Moderation, at least at this stage, is no virtue at the RNC.

“It’s not the platform of the party that’s the issue,” RNC Chairman Reince Priebus said Friday after being easily reelected to a second, two-year term. “In many cases, it’s how we communicate about it. It is a couple dumb things that people have said.” (JeffcoBlue emphasis)

A slide presented during a closed-press strategy session said that Mitt Romney might be president if he had won fewer than 400,000 more votes in key swing states.

“We don’t need a new pair of shoes; we just need to shine our shoes,” said West Virginia national committeewoman Melody Potter.

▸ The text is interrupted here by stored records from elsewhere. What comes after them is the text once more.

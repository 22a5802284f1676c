//! Persistence collaborator boundary
//!
//! Finished matches and visit analytics are handed to a host-provided
//! recorder. Recording is fire-and-forget: a failure is logged at the
//! call site and never affects in-memory result delivery.

use serde::Serialize;
use thiserror::Error;

use crate::{registry::Id, room_id::RoomId};

/// An error reported by a recorder implementation
#[derive(Error, Debug, Clone, PartialEq, Eq)]
#[error("{0}")]
pub struct Error(String);

impl Error {
    /// Creates a recorder error with the given reason
    pub fn new(reason: impl Into<String>) -> Self {
        Self(reason.into())
    }
}

/// One player's final standing in a completed match
#[derive(Debug, Clone, PartialEq, Eq, Serialize)]
pub struct PlayerResult {
    /// The player's connection ID
    pub id: Id,
    /// The player's display name at match end
    pub name: String,
    /// The player's final score
    pub score: u64,
}

/// The summary of a completed match, as handed to the recorder
#[derive(Debug, Clone, PartialEq, Eq, Serialize)]
pub struct MatchRecord {
    /// The room the match was played in
    pub room: RoomId,
    /// The challenger's final standing
    pub player_one: PlayerResult,
    /// The challenged player's final standing
    pub player_two: PlayerResult,
    /// The winner's display name, or `None` on a tie
    pub winner_name: Option<String>,
}

/// A page-visit event, unrelated to match logic
#[derive(Debug, Clone, PartialEq, Eq, Serialize)]
pub struct VisitRecord {
    /// The visitor's IP address as reported by the transport
    pub ip: String,
    /// The visitor's user agent string
    pub user_agent: String,
    /// The requested path
    pub path: String,
}

/// Host-provided persistence for match results and visit analytics
///
/// Implementations must not block: the engine calls these from its
/// single sequencer and discards errors after logging them.
pub trait MatchRecorder {
    /// Persists a completed match summary
    ///
    /// # Errors
    ///
    /// Implementations report storage failures; the engine logs and
    /// ignores them.
    fn record_match(&self, record: &MatchRecord) -> Result<(), Error>;

    /// Persists a visit event
    ///
    /// # Errors
    ///
    /// Implementations report storage failures; the engine logs and
    /// ignores them.
    fn record_visit(&self, visit: &VisitRecord) -> Result<(), Error>;
}

/// A recorder that drops everything, for hosts without persistence
#[derive(Debug, Clone, Copy, Default)]
pub struct NullRecorder;

impl MatchRecorder for NullRecorder {
    fn record_match(&self, _record: &MatchRecord) -> Result<(), Error> {
        Ok(())
    }

    fn record_visit(&self, _visit: &VisitRecord) -> Result<(), Error> {
        Ok(())
    }
}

Fellow Democrats should be ecstatic if Republicans are already rationalizing away all of the problems 2012 revealed for them. The Republican Party's problem is much more than a "couple dumb things people have said," it is that they have become the party of people who say dumb things. Their shoes don't need a shine, their entire platform must adapt to the modern age, or die like other political movements that ended as anachonisms. For too many years, the GOP has won ideological battles whether or not they were in the majority. Now, they're running out of excuses as the consequences of their ideology show up everywhere.

But forget that. It's time for more denial…

Comments

9 thoughts on “Republicans: we’re not the problem

  1. On CSpan this weekend yesterday, National Review Institute. Watched parts. Sen Cruz sounds a lot like Santoru though he avoided talking about contraception or abortion. They began with a panel of 6, no women, one likely candidate, Joe Scarborough. Message from most, not Scarborough is as Poitico presents. Watch out for Scarborough, dude is plotting/planning

  2. maybe.

    In any Presidential election, I would estimate roughly 3/8 will vote their usaul party preferance, no matter their actual registration and no matter tha candidate.

     

    the other 1/4 – up for grabs.

    So the question for the GOTP is whether they can put the 1/4th in play – while suppressing discouraging the 3/8 who vote D.

    I think they can with three ingredients they lacked this last time: a likeable candidate, a less "punishing" primary, and new wedgie issues.

  3. Paul Ryan loses another debate — with himself:

    Paul Ryan made a pessimistic prediction about Congress on Sunday.

    “We think these sequesters will happen because the Democrats have opposed our efforts to replace those cuts with others and they’ve offered no alternative,” he said on Meet the Press.

     

    It's worth noting that Ryan not only voted for the sequester, he championed it.

    From HuffPo: http://www.huffingtonpost.com/2013/01/27/paul-ryan-sequester-spending-cuts_n_2562528.html?utm_hp_ref=politics

  4. Paul Krugman puts it best (from NYT http://www.nytimes.com/2013/01/28/opinion/krugman-makers-takers-fakers-.html?smid=tw-NytimesKrugman&seid=auto&_r=1&):

    As a result, prominent Republicans have begun acknowledging that their party needs to improve its image. But here’s the thing: Their proposals for a makeover all involve changing the sales pitch rather than the product. When it comes to substance, the G.O.P. is more committed than ever to policies that take from most Americans and give to a wealthy handful.